By using the ancient form of the tale in experimental ways, Andersen incorporates the entire gamut of human emotions, from rollicking comedy to bleakest tragedy, and in that span of emotions—as in his truly innovative narrative technique—lies his greatness.
Hans Christian Andersen was a dreamy little boy whose thoughts were very much like those of many of the characters in his fairy tales. When his father died and his mother remarried, he asked to go to Copenhagen to make his fortune. A soothsayer told his mother that her son would be Denmark’s pride, so she let him go. When he tried to enter the theater, he had little success. Some influential men, however, realized that he was a poet and helped him until his publications began to attract attention. By the time Andersen died, he was Denmark’s most beloved countryman. His tales may be fantastic, encompassing many moods, but they merely reflect his own character, which was equally fantastic, though lovable.

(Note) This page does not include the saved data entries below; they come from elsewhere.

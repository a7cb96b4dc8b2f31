//! Domain-record existence and integrity lookup for the validator's
//! integrity checks (`spec.md` §4.10 step 2): "for each entry's record_ref,
//! the referenced domain record exists; recomputed immutable_hash matches
//! the recorded one."

use std::collections::{HashMap, HashSet};

use re_records::RecordKind;

/// Abstracts over however the caller's domain stores are laid out — the
/// validator only needs a yes/no/tampered answer per `(record_kind,
/// record_ref)` pair.
pub trait DomainLookup {
    /// `Some(true)` — found, and the record's recomputed hash still matches
    /// `record_ref`. `Some(false)` — found, but the recomputed hash no
    /// longer matches (content tampered after storage). `None` — no record
    /// with this reference exists in the domain store for `record_kind`.
    fn verify(&self, record_kind: RecordKind, record_ref: &str) -> Option<bool>;
}

/// A pre-built index: maps `(record_kind, hash-at-storage-time)` to whether
/// the record's hash still recomputes to the same value. Callers build this
/// once per validation run by reading their domain stores and recomputing
/// each record's `immutable_hash` (or the kind-specific canonical hash for
/// kinds that don't carry one, e.g. `RoutingDecision`).
#[derive(Debug, Default, Clone)]
pub struct HashDomainIndex {
    present: HashSet<(RecordKind, String)>,
    tampered: HashMap<(RecordKind, String), bool>,
}

impl HashDomainIndex {
    pub fn new() -> Self {
        Self::default()
    }

    /// Record a domain entry found at hash `stored_hash`; `matches_now`
    /// indicates whether recomputing the hash from current content still
    /// yields `stored_hash`.
    pub fn insert(&mut self, record_kind: RecordKind, stored_hash: impl Into<String>, matches_now: bool) {
        let key = (record_kind, stored_hash.into());
        self.present.insert(key.clone());
        self.tampered.insert(key, matches_now);
    }
}

impl DomainLookup for HashDomainIndex {
    fn verify(&self, record_kind: RecordKind, record_ref: &str) -> Option<bool> {
        let key = (record_kind, record_ref.to_string());
        if !self.present.contains(&key) {
            return None;
        }
        self.tampered.get(&key).copied()
    }
}
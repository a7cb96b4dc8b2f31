pub mod error;
pub mod evaluator;
pub mod loader;
pub mod router;

pub use error::{PolicyError, Result};
pub use evaluator::first_matching_rule;
pub use loader::BundleLoader;
pub use router::{Router, DEFAULT_EXPLANATION_TEMPLATE_ID};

The 168 tales written by Andersen may be classified in two general groups. The first group comprises the traditional European folktales retold by Andersen and includes selections such as “Little Claus and Big Claus,” “The Wild Swans,” and “The Three Little Pigs.” These are excellent versions in which the spirit of the source is maintained while the tale is enhanced by the author’s gift for storytelling. The majority of the tales, however, belong to the second group, composed of Andersen’s original stories; among these one finds a great variety, ranging from stories imitative of the folktale style, to moral allegories, to stories that seem to foreshadow modern fantasy tales. Despite their diversity, however, all of Andersen’s tales are marked by common features in both their content and their style.
To a greater or lesser degree, almost all the tales directly reflect the author’s personal experiences. Perhaps the most striking example of this is “The Ugly Duckling,” which may be read as both a literal and a spiritual autobiography. Similarly, Karen in “The Red Shoes” directly parallels the young Andersen, who at his confirmation was more thrilled with his leather shoes, so new that they squeaked, than with the religious ceremony. In addition to occasional fictionalized accounts of the author’s past, readers find a multitude of tales that are more subtly sprinkled with the author’s childhood experiences and with the rich lore and colorful traditions of Odense, the provincial town in Denmark where he was reared. The appearance of benevolent grandmothers in so many of the stories, for example, reflects Andersen’s own kindly grandmother, who not only gave the boy sympathy and support but also fed his imagination with peasant tales and reports of the eerie happenings in the insane asylum near which she worked. The many portraits of witches in the fairy tales owe their vividness to the author’s terrifying memories of the local “witches” for whom his mother sent when he was ill; towns such as Odense in the early nineteenth century were still steeped in medieval beliefs, and mothers of peasant background might still trust in a witch’s potion rather than turn to a doctor’s prescription to cure their children. Still other tales in the collection are built around recollected daydreams rather than the actual experiences of the author. Such is the case in the beautiful story “The Nightingale,” inspired by Andersen’s fanciful habit as a boy of singing in the evening to the emperor of China, reputed by the peasants to reside directly under...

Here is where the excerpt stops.